*** Opening GIVEN DATA ***

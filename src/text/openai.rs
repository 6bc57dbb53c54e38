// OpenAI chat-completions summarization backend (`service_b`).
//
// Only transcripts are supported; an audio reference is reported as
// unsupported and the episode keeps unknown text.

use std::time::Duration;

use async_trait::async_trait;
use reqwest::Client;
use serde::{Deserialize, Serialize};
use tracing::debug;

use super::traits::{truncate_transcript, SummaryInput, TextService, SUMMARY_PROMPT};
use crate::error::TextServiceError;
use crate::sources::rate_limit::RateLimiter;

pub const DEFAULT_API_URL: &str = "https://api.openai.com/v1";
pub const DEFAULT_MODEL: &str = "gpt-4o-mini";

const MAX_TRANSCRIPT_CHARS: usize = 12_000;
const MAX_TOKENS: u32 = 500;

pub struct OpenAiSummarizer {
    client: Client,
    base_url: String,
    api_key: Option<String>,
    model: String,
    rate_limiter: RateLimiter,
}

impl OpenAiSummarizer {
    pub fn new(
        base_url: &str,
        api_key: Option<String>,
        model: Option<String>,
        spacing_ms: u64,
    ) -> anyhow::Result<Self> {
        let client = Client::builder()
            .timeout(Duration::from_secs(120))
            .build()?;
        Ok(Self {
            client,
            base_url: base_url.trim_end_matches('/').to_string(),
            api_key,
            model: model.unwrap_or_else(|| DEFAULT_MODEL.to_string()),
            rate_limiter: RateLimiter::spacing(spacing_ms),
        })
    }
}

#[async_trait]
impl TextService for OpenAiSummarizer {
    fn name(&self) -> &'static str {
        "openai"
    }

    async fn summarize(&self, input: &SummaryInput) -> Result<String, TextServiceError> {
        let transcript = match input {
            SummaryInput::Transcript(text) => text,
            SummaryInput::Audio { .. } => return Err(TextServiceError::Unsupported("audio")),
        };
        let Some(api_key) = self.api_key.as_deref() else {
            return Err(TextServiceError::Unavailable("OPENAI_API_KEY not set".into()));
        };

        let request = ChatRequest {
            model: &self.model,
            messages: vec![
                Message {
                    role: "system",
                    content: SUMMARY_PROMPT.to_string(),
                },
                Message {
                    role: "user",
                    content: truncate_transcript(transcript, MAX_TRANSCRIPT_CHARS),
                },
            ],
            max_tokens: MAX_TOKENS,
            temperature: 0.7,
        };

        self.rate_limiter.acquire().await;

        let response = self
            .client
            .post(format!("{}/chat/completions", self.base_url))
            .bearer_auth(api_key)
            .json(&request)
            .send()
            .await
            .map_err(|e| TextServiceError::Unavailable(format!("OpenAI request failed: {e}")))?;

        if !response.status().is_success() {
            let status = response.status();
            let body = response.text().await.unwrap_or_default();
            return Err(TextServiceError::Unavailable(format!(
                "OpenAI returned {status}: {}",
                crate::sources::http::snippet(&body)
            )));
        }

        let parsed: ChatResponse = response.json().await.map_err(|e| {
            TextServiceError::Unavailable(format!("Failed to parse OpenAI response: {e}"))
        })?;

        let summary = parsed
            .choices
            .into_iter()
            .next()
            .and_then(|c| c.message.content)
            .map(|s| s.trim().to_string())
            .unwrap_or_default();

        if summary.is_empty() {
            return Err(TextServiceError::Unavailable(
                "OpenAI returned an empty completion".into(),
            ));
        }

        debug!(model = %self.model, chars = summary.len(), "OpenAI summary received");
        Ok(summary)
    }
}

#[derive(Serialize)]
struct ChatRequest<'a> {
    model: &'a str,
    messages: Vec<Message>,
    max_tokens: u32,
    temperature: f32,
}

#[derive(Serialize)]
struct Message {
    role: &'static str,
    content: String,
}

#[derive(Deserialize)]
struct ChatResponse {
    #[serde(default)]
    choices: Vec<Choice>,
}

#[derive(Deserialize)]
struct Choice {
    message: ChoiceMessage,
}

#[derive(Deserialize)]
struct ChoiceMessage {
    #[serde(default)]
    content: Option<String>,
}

*** Closing GIVEN DATA ***
*** Opening GIVEN DATA ***

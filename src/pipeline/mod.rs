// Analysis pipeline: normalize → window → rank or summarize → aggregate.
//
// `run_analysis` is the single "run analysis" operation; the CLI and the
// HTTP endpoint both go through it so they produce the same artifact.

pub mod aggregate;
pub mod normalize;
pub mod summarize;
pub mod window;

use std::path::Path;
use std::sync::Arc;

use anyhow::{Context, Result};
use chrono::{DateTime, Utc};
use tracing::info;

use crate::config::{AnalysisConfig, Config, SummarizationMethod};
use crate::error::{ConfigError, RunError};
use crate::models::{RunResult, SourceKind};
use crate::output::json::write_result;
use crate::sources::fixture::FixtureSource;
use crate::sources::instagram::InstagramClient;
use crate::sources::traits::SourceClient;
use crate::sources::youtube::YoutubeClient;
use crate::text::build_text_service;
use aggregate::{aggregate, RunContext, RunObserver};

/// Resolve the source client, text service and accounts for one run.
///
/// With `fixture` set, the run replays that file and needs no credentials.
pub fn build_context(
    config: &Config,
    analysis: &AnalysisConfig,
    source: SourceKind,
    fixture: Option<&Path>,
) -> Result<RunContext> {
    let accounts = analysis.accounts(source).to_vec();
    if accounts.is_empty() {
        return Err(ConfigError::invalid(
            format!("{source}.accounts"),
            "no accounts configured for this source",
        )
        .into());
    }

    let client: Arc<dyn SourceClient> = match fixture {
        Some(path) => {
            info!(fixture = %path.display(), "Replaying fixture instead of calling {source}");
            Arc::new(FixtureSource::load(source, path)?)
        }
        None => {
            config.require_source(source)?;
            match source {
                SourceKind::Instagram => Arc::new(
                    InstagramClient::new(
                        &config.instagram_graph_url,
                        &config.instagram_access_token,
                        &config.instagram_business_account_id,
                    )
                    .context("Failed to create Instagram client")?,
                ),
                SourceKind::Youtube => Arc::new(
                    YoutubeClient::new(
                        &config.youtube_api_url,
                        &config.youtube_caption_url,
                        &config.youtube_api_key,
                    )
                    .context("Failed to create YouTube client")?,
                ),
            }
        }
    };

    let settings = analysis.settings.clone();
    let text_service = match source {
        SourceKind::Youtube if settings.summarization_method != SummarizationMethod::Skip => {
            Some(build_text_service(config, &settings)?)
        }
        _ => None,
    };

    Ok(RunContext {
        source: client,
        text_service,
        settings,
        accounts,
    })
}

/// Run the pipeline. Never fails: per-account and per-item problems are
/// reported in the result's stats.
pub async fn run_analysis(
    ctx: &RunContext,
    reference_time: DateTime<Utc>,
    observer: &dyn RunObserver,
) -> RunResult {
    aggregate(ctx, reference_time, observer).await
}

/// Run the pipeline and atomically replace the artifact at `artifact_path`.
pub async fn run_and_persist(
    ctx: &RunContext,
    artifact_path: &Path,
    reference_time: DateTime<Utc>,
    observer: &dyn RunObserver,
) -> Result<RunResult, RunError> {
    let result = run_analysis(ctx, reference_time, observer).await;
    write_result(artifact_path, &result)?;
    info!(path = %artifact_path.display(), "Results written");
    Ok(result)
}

*** Closing GIVEN DATA ***
*** Opening GIVEN DATA ***

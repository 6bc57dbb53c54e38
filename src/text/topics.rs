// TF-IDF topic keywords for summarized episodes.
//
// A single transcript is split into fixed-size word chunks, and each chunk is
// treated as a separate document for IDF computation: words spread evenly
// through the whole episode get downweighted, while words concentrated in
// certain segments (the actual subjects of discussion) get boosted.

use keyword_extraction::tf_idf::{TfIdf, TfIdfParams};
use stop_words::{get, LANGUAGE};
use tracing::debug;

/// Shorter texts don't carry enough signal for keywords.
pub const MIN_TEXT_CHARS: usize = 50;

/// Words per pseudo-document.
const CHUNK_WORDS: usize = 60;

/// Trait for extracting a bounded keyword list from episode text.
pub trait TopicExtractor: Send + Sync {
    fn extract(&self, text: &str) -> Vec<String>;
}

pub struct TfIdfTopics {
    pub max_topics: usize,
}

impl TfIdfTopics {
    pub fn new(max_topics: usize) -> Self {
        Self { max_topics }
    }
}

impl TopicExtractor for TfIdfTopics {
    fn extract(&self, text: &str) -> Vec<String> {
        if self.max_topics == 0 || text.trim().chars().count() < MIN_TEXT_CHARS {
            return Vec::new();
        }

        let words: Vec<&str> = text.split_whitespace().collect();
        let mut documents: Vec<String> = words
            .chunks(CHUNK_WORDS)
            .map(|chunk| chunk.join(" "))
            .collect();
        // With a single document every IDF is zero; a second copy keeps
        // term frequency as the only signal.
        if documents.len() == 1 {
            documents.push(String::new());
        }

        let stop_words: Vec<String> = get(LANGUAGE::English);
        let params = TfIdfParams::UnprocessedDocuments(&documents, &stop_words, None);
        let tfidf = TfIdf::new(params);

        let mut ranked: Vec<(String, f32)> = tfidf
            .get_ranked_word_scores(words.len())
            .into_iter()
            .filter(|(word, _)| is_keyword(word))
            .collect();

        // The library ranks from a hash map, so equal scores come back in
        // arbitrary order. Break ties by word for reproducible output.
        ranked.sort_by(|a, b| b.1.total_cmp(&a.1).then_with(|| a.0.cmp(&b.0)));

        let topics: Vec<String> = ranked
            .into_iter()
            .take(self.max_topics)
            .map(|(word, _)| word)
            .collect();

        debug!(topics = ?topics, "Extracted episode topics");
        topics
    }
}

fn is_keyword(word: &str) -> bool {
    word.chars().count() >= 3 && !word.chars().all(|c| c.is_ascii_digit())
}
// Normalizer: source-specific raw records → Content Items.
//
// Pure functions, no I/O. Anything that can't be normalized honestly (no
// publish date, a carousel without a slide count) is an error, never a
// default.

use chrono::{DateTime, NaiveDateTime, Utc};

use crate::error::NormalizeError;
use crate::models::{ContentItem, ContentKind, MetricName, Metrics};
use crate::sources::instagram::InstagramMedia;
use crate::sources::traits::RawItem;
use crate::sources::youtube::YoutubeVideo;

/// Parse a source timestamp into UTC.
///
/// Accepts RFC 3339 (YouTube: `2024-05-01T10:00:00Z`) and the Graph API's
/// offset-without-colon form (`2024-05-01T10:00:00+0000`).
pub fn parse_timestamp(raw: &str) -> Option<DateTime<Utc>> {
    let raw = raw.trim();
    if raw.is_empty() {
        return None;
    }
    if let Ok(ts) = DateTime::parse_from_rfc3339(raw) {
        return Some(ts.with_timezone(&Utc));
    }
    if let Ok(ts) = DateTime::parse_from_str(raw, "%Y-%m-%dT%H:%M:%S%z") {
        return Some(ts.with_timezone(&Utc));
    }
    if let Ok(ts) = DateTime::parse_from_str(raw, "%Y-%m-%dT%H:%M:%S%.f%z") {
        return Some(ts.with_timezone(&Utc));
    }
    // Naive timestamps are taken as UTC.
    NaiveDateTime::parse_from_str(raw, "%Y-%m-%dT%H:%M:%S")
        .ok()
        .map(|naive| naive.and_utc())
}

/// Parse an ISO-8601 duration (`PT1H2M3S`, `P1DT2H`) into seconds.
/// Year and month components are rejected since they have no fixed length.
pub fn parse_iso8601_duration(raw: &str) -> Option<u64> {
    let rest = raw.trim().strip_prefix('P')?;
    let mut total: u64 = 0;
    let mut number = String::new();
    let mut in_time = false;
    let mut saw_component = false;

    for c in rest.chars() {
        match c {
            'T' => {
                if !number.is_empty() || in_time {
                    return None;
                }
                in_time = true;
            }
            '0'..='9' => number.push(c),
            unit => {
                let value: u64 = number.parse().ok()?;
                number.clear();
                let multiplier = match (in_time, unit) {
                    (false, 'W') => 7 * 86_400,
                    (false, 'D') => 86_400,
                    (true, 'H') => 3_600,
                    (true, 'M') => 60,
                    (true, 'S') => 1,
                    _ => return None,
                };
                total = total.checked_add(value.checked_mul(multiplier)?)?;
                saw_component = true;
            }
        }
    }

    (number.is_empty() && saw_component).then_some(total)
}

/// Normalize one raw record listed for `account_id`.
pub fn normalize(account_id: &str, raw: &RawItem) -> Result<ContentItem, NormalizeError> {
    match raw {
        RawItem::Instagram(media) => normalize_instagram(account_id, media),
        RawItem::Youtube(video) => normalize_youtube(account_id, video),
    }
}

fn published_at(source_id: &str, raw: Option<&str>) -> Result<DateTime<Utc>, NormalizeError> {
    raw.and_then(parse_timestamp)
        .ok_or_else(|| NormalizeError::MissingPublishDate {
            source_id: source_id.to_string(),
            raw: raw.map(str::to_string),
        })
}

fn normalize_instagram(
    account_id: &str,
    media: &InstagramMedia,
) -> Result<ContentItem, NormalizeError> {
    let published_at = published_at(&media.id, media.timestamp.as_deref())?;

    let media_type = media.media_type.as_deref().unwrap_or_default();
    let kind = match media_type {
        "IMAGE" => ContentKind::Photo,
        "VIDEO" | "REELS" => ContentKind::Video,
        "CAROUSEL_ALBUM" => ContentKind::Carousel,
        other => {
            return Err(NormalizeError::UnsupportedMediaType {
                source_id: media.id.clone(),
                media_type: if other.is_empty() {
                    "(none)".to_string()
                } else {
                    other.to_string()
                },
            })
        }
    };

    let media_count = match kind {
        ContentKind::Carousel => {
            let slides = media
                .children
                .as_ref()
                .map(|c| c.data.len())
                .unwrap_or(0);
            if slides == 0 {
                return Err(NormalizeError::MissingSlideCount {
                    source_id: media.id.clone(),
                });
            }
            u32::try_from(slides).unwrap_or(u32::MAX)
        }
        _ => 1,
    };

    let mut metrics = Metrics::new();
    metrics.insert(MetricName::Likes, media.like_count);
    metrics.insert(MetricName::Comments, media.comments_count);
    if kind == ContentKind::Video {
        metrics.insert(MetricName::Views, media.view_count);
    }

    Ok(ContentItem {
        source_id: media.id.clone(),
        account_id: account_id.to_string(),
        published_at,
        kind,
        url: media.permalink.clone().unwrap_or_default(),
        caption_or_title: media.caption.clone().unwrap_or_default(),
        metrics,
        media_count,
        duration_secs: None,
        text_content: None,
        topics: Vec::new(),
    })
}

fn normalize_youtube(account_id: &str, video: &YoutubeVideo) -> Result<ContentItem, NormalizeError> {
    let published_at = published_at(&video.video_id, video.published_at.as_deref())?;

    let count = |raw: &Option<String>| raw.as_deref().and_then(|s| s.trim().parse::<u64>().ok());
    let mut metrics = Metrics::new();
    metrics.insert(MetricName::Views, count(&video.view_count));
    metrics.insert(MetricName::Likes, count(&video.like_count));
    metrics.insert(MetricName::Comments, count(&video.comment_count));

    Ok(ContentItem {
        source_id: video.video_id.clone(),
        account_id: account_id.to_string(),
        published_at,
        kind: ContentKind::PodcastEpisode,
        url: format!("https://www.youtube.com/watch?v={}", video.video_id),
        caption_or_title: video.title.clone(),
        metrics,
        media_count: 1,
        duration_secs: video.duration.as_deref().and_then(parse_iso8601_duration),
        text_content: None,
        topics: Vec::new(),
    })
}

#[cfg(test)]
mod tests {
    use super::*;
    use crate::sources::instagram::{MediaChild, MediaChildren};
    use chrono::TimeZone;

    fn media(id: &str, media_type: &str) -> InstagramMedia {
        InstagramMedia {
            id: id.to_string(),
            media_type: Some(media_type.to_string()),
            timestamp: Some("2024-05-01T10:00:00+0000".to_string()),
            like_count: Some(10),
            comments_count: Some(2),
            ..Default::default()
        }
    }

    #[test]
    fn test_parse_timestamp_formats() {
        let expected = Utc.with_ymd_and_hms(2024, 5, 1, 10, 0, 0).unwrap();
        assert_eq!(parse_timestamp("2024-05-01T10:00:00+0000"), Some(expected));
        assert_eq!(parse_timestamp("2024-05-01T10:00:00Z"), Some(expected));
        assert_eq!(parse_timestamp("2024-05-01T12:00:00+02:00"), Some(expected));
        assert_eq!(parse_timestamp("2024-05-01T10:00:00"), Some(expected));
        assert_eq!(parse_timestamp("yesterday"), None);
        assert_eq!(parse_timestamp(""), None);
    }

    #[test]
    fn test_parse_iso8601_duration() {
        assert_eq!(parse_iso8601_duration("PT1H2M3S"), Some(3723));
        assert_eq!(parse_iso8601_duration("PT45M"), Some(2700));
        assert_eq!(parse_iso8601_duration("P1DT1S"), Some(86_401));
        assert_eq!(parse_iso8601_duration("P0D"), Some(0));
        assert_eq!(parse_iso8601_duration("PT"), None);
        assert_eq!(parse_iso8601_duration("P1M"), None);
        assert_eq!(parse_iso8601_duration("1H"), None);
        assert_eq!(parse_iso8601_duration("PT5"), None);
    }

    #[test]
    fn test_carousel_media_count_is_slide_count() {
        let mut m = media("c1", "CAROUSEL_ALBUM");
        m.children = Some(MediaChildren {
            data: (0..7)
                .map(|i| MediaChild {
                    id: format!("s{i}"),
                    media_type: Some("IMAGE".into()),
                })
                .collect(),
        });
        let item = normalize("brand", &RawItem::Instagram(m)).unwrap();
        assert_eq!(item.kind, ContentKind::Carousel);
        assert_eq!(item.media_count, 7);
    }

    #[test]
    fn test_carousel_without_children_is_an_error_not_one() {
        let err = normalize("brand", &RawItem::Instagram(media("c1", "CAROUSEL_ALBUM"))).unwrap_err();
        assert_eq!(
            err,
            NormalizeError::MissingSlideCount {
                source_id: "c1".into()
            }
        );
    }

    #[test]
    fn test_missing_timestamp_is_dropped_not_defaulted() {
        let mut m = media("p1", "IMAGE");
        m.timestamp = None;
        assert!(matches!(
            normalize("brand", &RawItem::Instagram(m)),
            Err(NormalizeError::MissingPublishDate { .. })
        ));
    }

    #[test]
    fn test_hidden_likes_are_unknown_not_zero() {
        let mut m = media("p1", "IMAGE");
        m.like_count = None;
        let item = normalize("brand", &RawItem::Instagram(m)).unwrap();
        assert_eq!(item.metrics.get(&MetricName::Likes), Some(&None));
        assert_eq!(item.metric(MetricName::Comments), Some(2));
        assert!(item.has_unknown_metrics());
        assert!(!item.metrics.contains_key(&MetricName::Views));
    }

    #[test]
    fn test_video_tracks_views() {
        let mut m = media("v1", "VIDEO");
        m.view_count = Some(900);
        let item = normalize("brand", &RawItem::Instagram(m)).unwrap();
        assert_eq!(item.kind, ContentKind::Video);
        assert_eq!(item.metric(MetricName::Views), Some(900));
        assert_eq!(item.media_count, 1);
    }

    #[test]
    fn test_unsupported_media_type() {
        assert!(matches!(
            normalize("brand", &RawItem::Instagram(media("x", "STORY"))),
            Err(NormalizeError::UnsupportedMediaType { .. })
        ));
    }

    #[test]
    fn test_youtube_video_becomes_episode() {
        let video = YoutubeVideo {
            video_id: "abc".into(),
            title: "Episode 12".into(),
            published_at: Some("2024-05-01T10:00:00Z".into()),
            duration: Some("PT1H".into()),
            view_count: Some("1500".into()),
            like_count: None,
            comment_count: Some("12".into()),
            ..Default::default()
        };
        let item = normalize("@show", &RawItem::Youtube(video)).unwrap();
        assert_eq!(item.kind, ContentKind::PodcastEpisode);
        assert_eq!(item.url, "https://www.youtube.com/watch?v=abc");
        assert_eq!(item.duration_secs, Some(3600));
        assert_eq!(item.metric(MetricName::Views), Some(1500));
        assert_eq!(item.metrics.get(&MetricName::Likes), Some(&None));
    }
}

*** Closing GIVEN DATA ***

● **EXERCISE DESCRIPTION**:
Each line that contains "usize" is to be copied from the listing above.

● **YOUR RESPONSE**:
const MAX_TRANSCRIPT_CHARS: usize = 12_000;
pub const MIN_TEXT_CHARS: usize = 50;
const CHUNK_WORDS: usize = 60;
    pub max_topics: usize,
    pub fn new(max_topics: usize) -> Self {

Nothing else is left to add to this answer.